La malattia è insorta nel 2014, l’ex operaio è deceduto il 21 dicembre 2016. Dall’ottobre 1972 al luglio 1994 aveva lavorato nello stabilimento di Napoli, alle dipendenze della Kuwait Raffinazione e Chimica SpA, già Kuwait Oil Italiana SpA, già Mobil Oil Italiana SpA. Gli eredi sono rivolti al Tribunale di Roma, affermando che il mesotelioma pleurico è stato contratto in seguito ad esposizione ad amianto non cautelata, per l’intero periodo di servizio. L’origine professionale della neoplasia è stato riconosciuto anche dall’Inail. Nel corso degli anni, V.T. è stato impiegato come pompista di centrale termoelettrica, conduttore caldaie centrale e di caldaie impianti di produzione. “Per lo svolgimento di tali mansioni – si legge nel ricorso – era stato esposto in via diretta, indiretta e per contaminazione ambientale a polveri e fibre di amianto in elevate concentrazioni”. Si sarebbe trovato a contatto “con tubazioni, cavi elettrici, guarnizioni, baderne in amianto”. Avrebbe “lavorato gomito a gomito con altri tecnici, compresi i manutentori che manipolavano materiali contenenti amianto, senza che fosse disposto il fermo degli impianti”. E inoltre non sarebbe “stato dotato di mascherine protettive”, né  sarebbero state “presenti cappe di aspirazione”. Il consulente tecnico ambientale, d’altro canto, “ha non solo quantificato l’esposizione annuale e l’esposizione giornaliera all’amianto” dell’uomo, sottolinea il giudice. “Ma ha anche puntualmente evidenziato – aggiunge – tutte le omissioni sotto il profilo cautelare ascrivibili alla datrice di lavoro”.
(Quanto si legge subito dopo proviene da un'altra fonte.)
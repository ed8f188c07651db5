use crate::{
    errors::{ErrorResponse, ServiceError},
    handlers::AppState,
    middleware_helpers::extractors::{
        LocationHeader, LocationIdsHeader, OptionalLocationHeader, ValidatedJson, ValidatedQuery,
    },
    services::{
        adjustments::{AdjustStockRequest, AdjustStockResult},
        kardex::{KardexEntry, KardexFilter, KardexPage, KardexParams},
        ledger::StockLevel,
        movements::{StockAvailability, StockAvailableParams, StockLevelParams},
        receiving::{ReceiveInventoryRequest, ReceiveInventoryResult},
        reconciliation::{ReconcileParams, ReconciliationReport},
        transfers::{TransferStockRequest, TransferStockResult},
    },
};
use axum::{
    extract::State,
    http::StatusCode,
    response::IntoResponse,
    routing::{get, post},
    Json, Router,
};

/// Admin ledger routes plus the kiosk-facing receive/lookup routes.
pub fn inventory_routes() -> Router<AppState> {
    Router::new()
        .route("/admin/inventory/adjust", post(adjust_stock))
        .route("/admin/inventory/transfer", post(transfer_stock))
        .route("/admin/inventory/kardex", get(kardex))
        .route("/admin/inventory/stock", get(stock_levels))
        .route("/admin/inventory/reconcile", post(reconcile_stock_cache))
        .route("/inventory/receive", post(receive_inventory))
        .route("/inventory/stock-available", get(stock_available))
}

/// Record a signed stock correction at the location named by `X-Location-Id`
#[utoipa::path(
    post,
    path = "/admin/inventory/adjust",
    request_body = AdjustStockRequest,
    params(("X-Location-Id" = uuid::Uuid, Header, description = "Location being adjusted")),
    responses(
        (status = 201, description = "Adjustment recorded", body = AdjustStockResult),
        (status = 400, description = "Invalid request or missing header", body = ErrorResponse),
        (status = 404, description = "Unknown product, location or lot", body = ErrorResponse),
        (status = 500, description = "Internal server error", body = ErrorResponse)
    ),
    tag = "inventory"
)]
pub async fn adjust_stock(
    State(state): State<AppState>,
    LocationHeader(location_id): LocationHeader,
    ValidatedJson(request): ValidatedJson<AdjustStockRequest>,
) -> Result<impl IntoResponse, ServiceError> {
    let result = state
        .services
        .adjustments
        .adjust(location_id, request)
        .await?;
    Ok((StatusCode::CREATED, Json(result)))
}

/// Move stock between two locations as a linked pair of TRANSFER movements
#[utoipa::path(
    post,
    path = "/admin/inventory/transfer",
    request_body = TransferStockRequest,
    responses(
        (status = 201, description = "Both legs recorded", body = TransferStockResult),
        (status = 400, description = "Invalid request", body = ErrorResponse),
        (status = 404, description = "Unknown product, location or lot", body = ErrorResponse),
        (status = 422, description = "Insufficient stock at the source", body = ErrorResponse),
        (status = 500, description = "Internal server error", body = ErrorResponse)
    ),
    tag = "inventory"
)]
pub async fn transfer_stock(
    State(state): State<AppState>,
    ValidatedJson(request): ValidatedJson<TransferStockRequest>,
) -> Result<impl IntoResponse, ServiceError> {
    let result = state.services.transfers.transfer(request).await?;
    Ok((StatusCode::CREATED, Json(result)))
}

/// Filtered movement history with product, location and lot details, newest first
#[utoipa::path(
    get,
    path = "/admin/inventory/kardex",
    params(KardexParams),
    responses(
        (
            status = 200,
            description = "Kardex rows, at most `limit` of them",
            body = [KardexEntry],
            headers(("x-total-count" = u64, description = "Rows matching the filter before the limit"))
        ),
        (status = 400, description = "Invalid filter", body = ErrorResponse),
        (status = 500, description = "Internal server error", body = ErrorResponse)
    ),
    tag = "inventory"
)]
pub async fn kardex(
    State(state): State<AppState>,
    ValidatedQuery(params): ValidatedQuery<KardexParams>,
) -> Result<KardexPage, ServiceError> {
    let filter = KardexFilter::try_from(params)?;
    state.services.kardex.query(filter).await
}

/// Ledger stock per product and location, optionally scoped by `x-location-ids`
#[utoipa::path(
    get,
    path = "/admin/inventory/stock",
    params(
        StockLevelParams,
        ("x-location-ids" = Option<String>, Header, description = "Comma-separated location ids")
    ),
    responses(
        (status = 200, description = "Stock levels", body = [StockLevel]),
        (status = 400, description = "Malformed location header", body = ErrorResponse),
        (status = 500, description = "Internal server error", body = ErrorResponse)
    ),
    tag = "inventory"
)]
pub async fn stock_levels(
    State(state): State<AppState>,
    LocationIdsHeader(location_ids): LocationIdsHeader,
    ValidatedQuery(params): ValidatedQuery<StockLevelParams>,
) -> Result<Json<Vec<StockLevel>>, ServiceError> {
    let levels = state
        .services
        .movements
        .stock_levels(&location_ids, params.product_id)
        .await?;
    Ok(Json(levels))
}

/// Recompute every product's cached stock from the ledger
#[utoipa::path(
    post,
    path = "/admin/inventory/reconcile",
    params(ReconcileParams),
    responses(
        (status = 200, description = "Reconciliation report", body = ReconciliationReport),
        (status = 500, description = "Internal server error", body = ErrorResponse)
    ),
    tag = "inventory"
)]
pub async fn reconcile_stock_cache(
    State(state): State<AppState>,
    ValidatedQuery(params): ValidatedQuery<ReconcileParams>,
) -> Result<Json<ReconciliationReport>, ServiceError> {
    Ok(Json(
        state.services.reconciliation.reconcile(params.dry_run).await?,
    ))
}

/// Receive a batch of items, creating lots and RECEIPT movements
#[utoipa::path(
    post,
    path = "/inventory/receive",
    request_body = ReceiveInventoryRequest,
    params(("X-Location-Id" = Option<uuid::Uuid>, Header, description = "Used when the body has no locationId")),
    responses(
        (status = 201, description = "Batch received", body = ReceiveInventoryResult),
        (status = 400, description = "Invalid request", body = ErrorResponse),
        (status = 404, description = "Unknown products (listed in details.missing)", body = ErrorResponse),
        (status = 500, description = "Internal server error", body = ErrorResponse)
    ),
    tag = "inventory"
)]
pub async fn receive_inventory(
    State(state): State<AppState>,
    OptionalLocationHeader(header_location): OptionalLocationHeader,
    ValidatedJson(mut request): ValidatedJson<ReceiveInventoryRequest>,
) -> Result<impl IntoResponse, ServiceError> {
    if request.location_id.is_none() {
        request.location_id = header_location;
    }
    let result = state.services.receiving.receive(request).await?;
    Ok((StatusCode::CREATED, Json(result)))
}

/// Available stock for one product at one location
#[utoipa::path(
    get,
    path = "/inventory/stock-available",
    params(StockAvailableParams),
    responses(
        (status = 200, description = "Ledger sum", body = StockAvailability),
        (status = 400, description = "Missing or malformed ids", body = ErrorResponse),
        (status = 500, description = "Internal server error", body = ErrorResponse)
    ),
    tag = "inventory"
)]
pub async fn stock_available(
    State(state): State<AppState>,
    ValidatedQuery(params): ValidatedQuery<StockAvailableParams>,
) -> Result<Json<StockAvailability>, ServiceError> {
    let availability = state
        .services
        .movements
        .available(params.product_id, params.location_id)
        .await?;
    Ok(Json(availability))
}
Nel confermare “l’efficienza causale” della perizia ambientale, il ctu medico legale rileva che “al tempo stesso non può essere trascurata” quella “concausale relativa alle esposizioni anteriori all’ottobre 1972”. Per 102 settimane, dal 1967 al 1969, V.T. era stato militare di leva in marina, come sergente fuochista. E dal 1970 al 1972 aveva lavorato come meccanico presso altre aziende. Per il giudice però, se il danno “come nel caso di specie, è concausato dalla condotta di più soggetti, questi ne rispondono per intero ed in solido con gli altri”. Salvo “ovviamente il regresso nei confronti dei coobligati”. L’industria petrolchimica “ha visto una elevata incidenza epidemiologica – ricorda Bonanni – di casi di mesotelioma, tumore del polmone, della laringe, e di tutti gli altri, causati dall’amianto”. L’Osservatorio Nazionale Amianto ha più volte richiesto “una accelerazione nella bonifica e messa in sicurezza del Sin relativo proprio a Napoli”.